Gilbert: Oh, just to sort of, it gets so complicated though, because one of the things about Reddit is that historically, it has been, a site that hosted communities that were very well known for instigating harassment and abuse, particularly against marginalized and vulnerable populations: a lot of hate, like literal slurs as the subreddit. , and this was allowed on Reddit for years and years and years, and so, and, and, and a lot of really, like, and violent movements as well, that are really important to study, like for, particularly if you're studying online harassment or disinformation or radicalization, you know, really important things that, you know, we as a society need to know about and understand. And these have been open communities where these discussions are happening and really valuable sources of information for like, you know, how do people adopt conspiracy theories, for example, you know, there've been studies on that kind of thing.

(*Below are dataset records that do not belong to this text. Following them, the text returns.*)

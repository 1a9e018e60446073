use std::fmt::{Display, Formatter, Result};

use serde::{Deserialize, Serialize};

/// Terminal or intermediate state of a consumed job.
#[derive(Debug, Clone, Copy, PartialEq, Eq, Serialize, Deserialize)]
#[serde(rename_all = "snake_case")]
pub enum JobOutcome {
    Delivered,
    Retrying,
    Failed,
    DeadLettered,
    Cancelled,
    Forwarded,
}

#[derive(Debug, Clone, Copy, PartialEq, Eq, Serialize, Deserialize)]
#[serde(rename_all = "snake_case")]
pub enum ConnectionState {
    Connecting,
    Connected,
    Reconnecting,
    Unavailable,
}

impl Display for JobOutcome {
    fn fmt(&self, f: &mut Formatter<'_>) -> Result {
        match self {
            JobOutcome::Delivered => write!(f, "delivered"),
            JobOutcome::Retrying => write!(f, "retrying"),
            JobOutcome::Failed => write!(f, "failed"),
            JobOutcome::DeadLettered => write!(f, "dead_lettered"),
            JobOutcome::Cancelled => write!(f, "cancelled"),
            JobOutcome::Forwarded => write!(f, "forwarded"),
        }
    }
}

impl Display for ConnectionState {
    fn fmt(&self, f: &mut Formatter<'_>) -> Result {
        match self {
            ConnectionState::Connecting => write!(f, "connecting"),
            ConnectionState::Connected => write!(f, "connected"),
            ConnectionState::Reconnecting => write!(f, "reconnecting"),
            ConnectionState::Unavailable => write!(f, "unavailable"),
        }
    }
}
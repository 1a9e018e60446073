use anyhow::Result;
use chrono::{TimeDelta, Utc};
use notification_engine::{
    broker::DeliveryTag,
    models::{
        message::{FailedNotification, NotificationJob},
        status::JobOutcome,
        topology::{BrokerTopology, SCHEDULED_ROUTING_KEY},
    },
    services::publisher::{DEAD_LETTER_REASON_HEADER, PublishOptions},
    store::{CounterStore, keys},
};
use tokio_test::assert_err;

use crate::common::{ControllerHarness, ScriptedHandler, email_job};

const TAG: DeliveryTag = DeliveryTag::new(1, 7);

/// Test: A successful delivery is acked and nothing is republished
#[tokio::test]
async fn test_successful_delivery_is_acked() -> Result<()> {
    let handler = ScriptedHandler::succeeding();
    let harness = ControllerHarness::new(handler.clone());
    let bytes = serde_json::to_vec(&email_job())?;

    let outcome = harness.controller.handle_delivery(&bytes, TAG).await?;

    assert_eq!(outcome, JobOutcome::Delivered);
    assert_eq!(harness.broker.acks(), vec![TAG]);
    assert!(harness.broker.nacks().is_empty());
    assert!(harness.broker.published().is_empty());
    assert_eq!(handler.calls(), 1);

    Ok(())
}

/// Test: A failed delivery republishes a delayed clone and drops the original
#[tokio::test]
async fn test_failure_schedules_backoff_retry() -> Result<()> {
    let harness = ControllerHarness::new(ScriptedHandler::failing(1));
    let job = email_job();
    let bytes = serde_json::to_vec(&job)?;
    let now = Utc::now();

    let outcome = harness
        .controller
        .handle_delivery_at(&bytes, TAG, now)
        .await?;

    assert_eq!(outcome, JobOutcome::Retrying);
    assert_eq!(harness.broker.nacks(), vec![(TAG, false)]);
    assert!(harness.broker.acks().is_empty());

    let retry = harness.broker.last_published().unwrap();
    assert_eq!(retry.routing_key, SCHEDULED_ROUTING_KEY);
    // 1000ms * 2^1
    assert_eq!(retry.delay_ms, Some(2_000));

    let clone: NotificationJob = serde_json::from_slice(&retry.payload)?;
    assert_eq!(clone.id, job.id);
    assert_eq!(clone.attempts, 1);
    assert_eq!(clone.scheduled_at, Some(now + TimeDelta::seconds(2)));
    assert_eq!(clone.payload, job.payload);

    Ok(())
}

/// Test: Attempts rise by one per failure and the job lands in the failed queue exactly once
#[tokio::test]
async fn test_exhausted_job_moves_to_failed_queue_once() -> Result<()> {
    let handler = ScriptedHandler::always_failing();
    let harness = ControllerHarness::new(handler.clone());
    let topology = BrokerTopology::default();

    let job = email_job();
    let mut bytes = serde_json::to_vec(&job)?;
    let mut seen_attempts = Vec::new();

    for tag in 1..=3u64 {
        let outcome = harness
            .controller
            .handle_delivery(&bytes, DeliveryTag::new(1, tag))
            .await?;
        let last = harness.broker.last_published().unwrap();

        if outcome == JobOutcome::Retrying {
            let retry: NotificationJob = serde_json::from_slice(&last.payload)?;
            seen_attempts.push(retry.attempts);
            bytes = last.payload;
        } else {
            assert_eq!(outcome, JobOutcome::Failed);
            assert_eq!(tag, 3);
        }
    }

    assert_eq!(seen_attempts, vec![1, 2]);
    assert_eq!(handler.calls(), 3);

    let failed = harness.broker.published_to(&topology.failed_queue);
    assert_eq!(failed.len(), 1);

    let record: FailedNotification = serde_json::from_slice(&failed[0].payload)?;
    assert_eq!(record.job.id, job.id);
    assert_eq!(record.job.attempts, record.job.max_attempts);
    assert!(record.last_error.contains("smtp timeout on call 3"));
    assert!(record.failed_at >= job.created_at);

    // Every original was dropped, none requeued.
    assert_eq!(
        harness.broker.nacks(),
        vec![
            (DeliveryTag::new(1, 1), false),
            (DeliveryTag::new(1, 2), false),
            (DeliveryTag::new(1, 3), false),
        ]
    );

    Ok(())
}

/// Test: The failed-queue record carries the job fields flat with lastError and failedAt
#[tokio::test]
async fn test_failed_record_wire_format() -> Result<()> {
    let harness = ControllerHarness::new(ScriptedHandler::always_failing());
    let job = email_job().with_max_attempts(1);
    let bytes = serde_json::to_vec(&job)?;

    let outcome = harness.controller.handle_delivery(&bytes, TAG).await?;
    assert_eq!(outcome, JobOutcome::Failed);

    let wire: serde_json::Value =
        serde_json::from_slice(&harness.broker.last_published().unwrap().payload)?;
    assert_eq!(wire["id"], serde_json::json!(job.id));
    assert_eq!(wire["attempts"], serde_json::json!(1));
    assert!(wire["lastError"].is_string());
    assert!(wire["failedAt"].is_string());

    Ok(())
}

/// Test: Undecodable bytes are copied to the DLQ and dropped
#[tokio::test]
async fn test_garbage_is_dead_lettered() -> Result<()> {
    let handler = ScriptedHandler::succeeding();
    let harness = ControllerHarness::new(handler.clone());
    let topology = BrokerTopology::default();
    let garbage = b"{not json".to_vec();

    let outcome = harness.controller.handle_delivery(&garbage, TAG).await?;

    assert_eq!(outcome, JobOutcome::DeadLettered);
    assert_eq!(harness.broker.nacks(), vec![(TAG, false)]);
    assert_eq!(handler.calls(), 0);

    let dead = harness.broker.published_to(&topology.dead_letter_queue);
    assert_eq!(dead.len(), 1);
    assert_eq!(dead[0].payload, garbage);
    assert!(dead[0].headers.contains_key(DEAD_LETTER_REASON_HEADER));

    Ok(())
}

/// Test: A cancelled job is acked without calling the handler
#[tokio::test]
async fn test_cancelled_job_is_dropped() -> Result<()> {
    let handler = ScriptedHandler::succeeding();
    let harness = ControllerHarness::new(handler.clone());
    let job = email_job();

    harness
        .counters
        .set_flag(&keys::cancelled(&job.id), std::time::Duration::from_secs(60))
        .await?;

    let outcome = harness
        .controller
        .handle_delivery(&serde_json::to_vec(&job)?, TAG)
        .await?;

    assert_eq!(outcome, JobOutcome::Cancelled);
    assert_eq!(harness.broker.acks(), vec![TAG]);
    assert_eq!(handler.calls(), 0);

    Ok(())
}

/// Test: If the retry clone cannot be published the original is requeued
#[tokio::test]
async fn test_republish_failure_requeues_original() -> Result<()> {
    let harness = ControllerHarness::new(ScriptedHandler::always_failing());
    let bytes = serde_json::to_vec(&email_job())?;

    harness.broker.fail_publishes(true);
    assert_err!(harness.controller.handle_delivery(&bytes, TAG).await);

    assert_eq!(harness.broker.nacks(), vec![(TAG, true)]);
    assert!(harness.broker.published().is_empty());

    Ok(())
}

/// Test: A job for a channel without a handler is treated as a failed delivery
#[tokio::test]
async fn test_missing_handler_counts_as_failure() -> Result<()> {
    let harness = ControllerHarness::new(ScriptedHandler::succeeding());
    let mut job = email_job();
    job.channel = notification_engine::models::channel::ChannelType::Webhook;

    let outcome = harness
        .controller
        .handle_delivery(&serde_json::to_vec(&job)?, TAG)
        .await?;

    assert_eq!(outcome, JobOutcome::Retrying);

    Ok(())
}

/// Test: Due jobs on the scheduled queue are forwarded to their channel queue
#[tokio::test]
async fn test_scheduled_job_is_forwarded() -> Result<()> {
    let harness = ControllerHarness::new(ScriptedHandler::succeeding());
    let topology = BrokerTopology::default();
    let now = Utc::now();
    let job = email_job().with_scheduled_at(now + TimeDelta::minutes(5));

    harness
        .publisher
        .publish_at(&job, PublishOptions::default(), now)
        .await?;
    let scheduled = harness.broker.last_published().unwrap();
    assert_eq!(scheduled.routing_key, SCHEDULED_ROUTING_KEY);

    let outcome = harness
        .controller
        .forward_scheduled(&scheduled.payload, TAG)
        .await?;

    assert_eq!(outcome, JobOutcome::Forwarded);
    assert_eq!(harness.broker.acks(), vec![TAG]);

    let forwarded = harness.broker.last_published().unwrap();
    assert_eq!(forwarded.exchange, topology.routing_exchange);
    assert_eq!(forwarded.routing_key, "email");
    assert_eq!(forwarded.payload, scheduled.payload);

    Ok(())
}

/// Test: A job without an attempt budget gets the configured one before any bookkeeping
#[tokio::test]
async fn test_zero_budget_job_uses_configured_attempts() -> Result<()> {
    let harness = ControllerHarness::new(ScriptedHandler::always_failing());
    let topology = BrokerTopology::default();
    let job = email_job().with_max_attempts(0);

    let outcome = harness
        .controller
        .handle_delivery(&serde_json::to_vec(&job)?, TAG)
        .await?;

    assert_eq!(outcome, JobOutcome::Retrying);
    assert!(harness.broker.published_to(&topology.failed_queue).is_empty());

    let retry: NotificationJob =
        serde_json::from_slice(&harness.broker.last_published().unwrap().payload)?;
    assert_eq!(retry.attempts, 1);
    assert_eq!(retry.max_attempts, 3);

    Ok(())
}

/// Test: Settlements carry the connection generation the message arrived on
#[tokio::test]
async fn test_settlement_keeps_delivery_generation() -> Result<()> {
    let harness = ControllerHarness::new(ScriptedHandler::failing(1));
    let bytes = serde_json::to_vec(&email_job())?;
    let first = DeliveryTag::new(4, 1);
    let second = DeliveryTag::new(5, 1);

    harness.controller.handle_delivery(&bytes, first).await?;
    harness.controller.handle_delivery(&bytes, second).await?;

    assert_eq!(harness.broker.nacks(), vec![(first, false)]);
    assert_eq!(harness.broker.acks(), vec![second]);

    Ok(())
}
use std::{
    sync::atomic::{AtomicU64, Ordering},
    time::{Duration, Instant},
};

use async_trait::async_trait;
use chrono::{DateTime, Utc};
use dashmap::DashMap;

use crate::{
    error::StoreError,
    models::preference::NotificationPreference,
    store::{CounterStore, PreferenceRepository},
};

#[derive(Default)]
pub struct MemoryPreferenceRepository {
    records: DashMap<(String, String), NotificationPreference>,
}

impl MemoryPreferenceRepository {
    pub fn new() -> Self {
        Self::default()
    }

    pub fn len(&self) -> usize {
        self.records.len()
    }

    pub fn is_empty(&self) -> bool {
        self.records.is_empty()
    }
}

#[async_trait]
impl PreferenceRepository for MemoryPreferenceRepository {
    async fn find(
        &self,
        user_id: &str,
        organization_id: &str,
    ) -> Result<Option<NotificationPreference>, StoreError> {
        let key = (user_id.to_string(), organization_id.to_string());
        Ok(self.records.get(&key).map(|record| record.value().clone()))
    }

    async fn save(&self, preference: &NotificationPreference) -> Result<(), StoreError> {
        let key = (
            preference.user_id.clone(),
            preference.organization_id.clone(),
        );
        self.records.insert(key, preference.clone());
        Ok(())
    }

    async fn ping(&self) -> Result<(), StoreError> {
        Ok(())
    }
}

#[derive(Debug, Clone, Copy)]
struct CounterEntry {
    value: i64,
    expires_at: Instant,
}

impl CounterEntry {
    fn new(value: i64, ttl: Duration) -> Self {
        Self {
            value,
            expires_at: Instant::now() + ttl,
        }
    }

    fn is_live(&self) -> bool {
        Instant::now() < self.expires_at
    }
}

/// Expired entries are swept once every this many writes.
const SWEEP_INTERVAL: u64 = 256;

/// Counter store held in process memory. Per-key updates run under the
/// map's shard lock, which gives the same atomicity the Redis store has.
#[derive(Default)]
pub struct MemoryCounterStore {
    entries: DashMap<String, CounterEntry>,
    writes: AtomicU64,
}

impl MemoryCounterStore {
    pub fn new() -> Self {
        Self::default()
    }

    pub fn len(&self) -> usize {
        self.entries.len()
    }

    pub fn is_empty(&self) -> bool {
        self.entries.is_empty()
    }

    /// Drops expired entries. Must not be called while holding an entry guard.
    fn sweep(&self) {
        self.entries.retain(|_, entry| entry.is_live());
    }

    fn put(&self, key: &str, entry: CounterEntry) {
        self.entries.insert(key.to_string(), entry);
        self.after_write();
    }

    fn after_write(&self) {
        if (self.writes.fetch_add(1, Ordering::Relaxed) + 1) % SWEEP_INTERVAL == 0 {
            self.sweep();
        }
    }

    fn live_value(&self, key: &str) -> Option<i64> {
        self.entries
            .get(key)
            .filter(|entry| entry.is_live())
            .map(|entry| entry.value)
    }
}

#[async_trait]
impl CounterStore for MemoryCounterStore {
    async fn last_sent(&self, key: &str) -> Result<Option<DateTime<Utc>>, StoreError> {
        Ok(self.live_value(key).map(DateTime::<Utc>::from_timestamp_nanos))
    }

    async fn mark_sent(
        &self,
        key: &str,
        at: DateTime<Utc>,
        ttl: Duration,
    ) -> Result<(), StoreError> {
        let nanos = at
            .timestamp_nanos_opt()
            .ok_or_else(|| StoreError::InvalidValue(format!("{} is out of range", at)))?;

        self.put(key, CounterEntry::new(nanos, ttl));
        Ok(())
    }

    async fn count(&self, key: &str) -> Result<u32, StoreError> {
        Ok(self
            .live_value(key)
            .map(|value| value.max(0) as u32)
            .unwrap_or(0))
    }

    async fn increment(&self, key: &str, window: Duration) -> Result<u32, StoreError> {
        let count = {
            let mut entry = self
                .entries
                .entry(key.to_string())
                .or_insert_with(|| CounterEntry::new(0, window));

            if !entry.is_live() {
                *entry = CounterEntry::new(0, window);
            }
            entry.value += 1;
            entry.value
        };
        self.after_write();

        Ok(count.max(0) as u32)
    }

    async fn set_flag(&self, key: &str, ttl: Duration) -> Result<(), StoreError> {
        self.put(key, CounterEntry::new(1, ttl));
        Ok(())
    }

    async fn has_flag(&self, key: &str) -> Result<bool, StoreError> {
        Ok(self.live_value(key).is_some())
    }

    async fn ping(&self) -> Result<(), StoreError> {
        Ok(())
    }
}
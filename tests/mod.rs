mod common;

mod consumer_tests;
mod engine_tests;
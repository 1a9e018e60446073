use std::sync::{
    Arc, Weak,
    atomic::{AtomicU64, Ordering},
};

use async_trait::async_trait;
use tokio::{
    sync::{mpsc, watch},
    time::sleep,
};
use tracing::{debug, error, info, warn};

use crate::{
    error::BrokerError,
    models::{retry::ReconnectPolicy, status::ConnectionState},
};

/// Opens and tears down the transport behind a [`ConnectionLink`]. `open`
/// must tag everything it creates with `generation` and forward connection
/// errors to `requests`.
#[async_trait]
pub trait Connector: Send + Sync {
    async fn open(
        &self,
        generation: u64,
        requests: mpsc::UnboundedSender<u64>,
    ) -> Result<(), BrokerError>;

    async fn close(&self);
}

/// Connection state shared between the broker client, its workers and the
/// reconnect supervisor. Only the supervisor reconnects; everyone else asks
/// through [`ConnectionLink::request_reconnect`].
pub struct ConnectionLink {
    state: watch::Sender<ConnectionState>,
    generation: AtomicU64,
    requests: mpsc::UnboundedSender<u64>,
}

impl ConnectionLink {
    pub fn new() -> (Arc<Self>, mpsc::UnboundedReceiver<u64>) {
        let (state, _) = watch::channel(ConnectionState::Connecting);
        let (requests, receiver) = mpsc::unbounded_channel();

        let link = Arc::new(Self {
            state,
            generation: AtomicU64::new(0),
            requests,
        });

        (link, receiver)
    }

    pub fn state(&self) -> ConnectionState {
        *self.state.borrow()
    }

    /// Incremented every time a connection (and its topology) is established.
    pub fn generation(&self) -> u64 {
        self.generation.load(Ordering::SeqCst)
    }

    pub fn ensure_connected(&self) -> Result<(), BrokerError> {
        match self.state() {
            ConnectionState::Connected => Ok(()),
            state => Err(BrokerError::Unavailable(format!("connection is {}", state))),
        }
    }

    /// Asks the supervisor to replace the connection identified by
    /// `seen_generation`. Stale requests are dropped by the supervisor.
    pub fn request_reconnect(&self, seen_generation: u64) {
        if self.requests.send(seen_generation).is_err() {
            debug!(seen_generation, "Reconnect supervisor stopped, request dropped");
        }
    }

    pub fn mark_unavailable(&self) {
        self.state.send_replace(ConnectionState::Unavailable);
    }

    /// Opens the next generation through `connector` and marks it connected.
    pub async fn open(&self, connector: &dyn Connector) -> Result<u64, BrokerError> {
        let generation = self.generation() + 1;
        connector.open(generation, self.requests.clone()).await?;

        self.generation.store(generation, Ordering::SeqCst);
        self.state.send_replace(ConnectionState::Connected);

        Ok(generation)
    }

    /// Waits until a connection newer than `seen_generation` is up.
    pub async fn wait_for_reconnect(&self, seen_generation: u64) -> Result<(), BrokerError> {
        let mut state = self.state.subscribe();

        loop {
            let current = *state.borrow_and_update();
            match current {
                ConnectionState::Unavailable => {
                    return Err(BrokerError::Unavailable(
                        "reconnection attempts exhausted".to_string(),
                    ));
                }
                ConnectionState::Connected if self.generation() > seen_generation => {
                    return Ok(());
                }
                _ => {}
            }

            state
                .changed()
                .await
                .map_err(|_| BrokerError::Unavailable("connection state closed".to_string()))?;
        }
    }
}

/// Serves reconnect requests one at a time until the connector is dropped.
/// Each cycle waits `delay * attempt` before attempt `n`; after
/// `max_attempts` failures the link is marked unavailable for good.
pub async fn supervise(
    link: Arc<ConnectionLink>,
    connector: Weak<dyn Connector>,
    policy: ReconnectPolicy,
    mut requests: mpsc::UnboundedReceiver<u64>,
) {
    while let Some(seen_generation) = requests.recv().await {
        let Some(connector) = connector.upgrade() else {
            break;
        };

        if link.generation() != seen_generation {
            debug!(seen_generation, "Connection already replaced, skipping reconnect");
            continue;
        }
        if link.state() == ConnectionState::Unavailable {
            debug!("Reconnect requested after giving up, ignoring");
            continue;
        }

        link.state.send_replace(ConnectionState::Reconnecting);
        connector.close().await;

        if !reconnect(&link, connector.as_ref(), &policy).await {
            error!(
                max_attempts = policy.max_attempts,
                "RabbitMQ reconnection attempts exhausted, broker marked unavailable"
            );
            link.mark_unavailable();
        }
    }

    debug!("Reconnect supervisor stopped");
}

async fn reconnect(link: &ConnectionLink, connector: &dyn Connector, policy: &ReconnectPolicy) -> bool {
    for attempt in 1..=policy.max_attempts {
        let delay = policy.delay_for_attempt(attempt);
        warn!(
            attempt,
            max_attempts = policy.max_attempts,
            delay_ms = delay.as_millis() as u64,
            "Reconnecting to RabbitMQ"
        );
        sleep(delay).await;

        match link.open(connector).await {
            Ok(generation) => {
                info!(attempt, generation, "RabbitMQ reconnected");
                return true;
            }
            Err(e) => warn!(attempt, error = %e, "RabbitMQ reconnect attempt failed"),
        }
    }

    false
}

And so it becomes really tricky where you have almost this kind of like adversarial research relationship with the community itself. So the thing that you're studying is incredibly important for society, but the actual community itself might not be comfortable with you studying that. And so it's like, well, do you, should you be getting community consent at that point?
Should you be making people aware of the research that you're doing, particularly if you are a member of a vulnerable or marginalized population yourself? And even more so if you're a member of a vulnerable or marginalized population that is being targeted by this community, you yourself can, like, become and find yourself on the receiving end of this kind of harassment and abuse, which is a huge problem for researchers right now. And so, you know, there are certainly cases where that, you know, that power dynamic I think is inverted. Where it's actually the community that has that sort of, that power, that gaze over the, over the researcher. And then, and those are cases where like, you know, we would normally, we totally, you know, recommend, you know, making yourself more visible, being transparent, being accountable to the actual community itself. But there are certainly cases where, it's very complicated and you might not necessarily be able to do that without putting yourself or your students or your colleagues or your institution at risk.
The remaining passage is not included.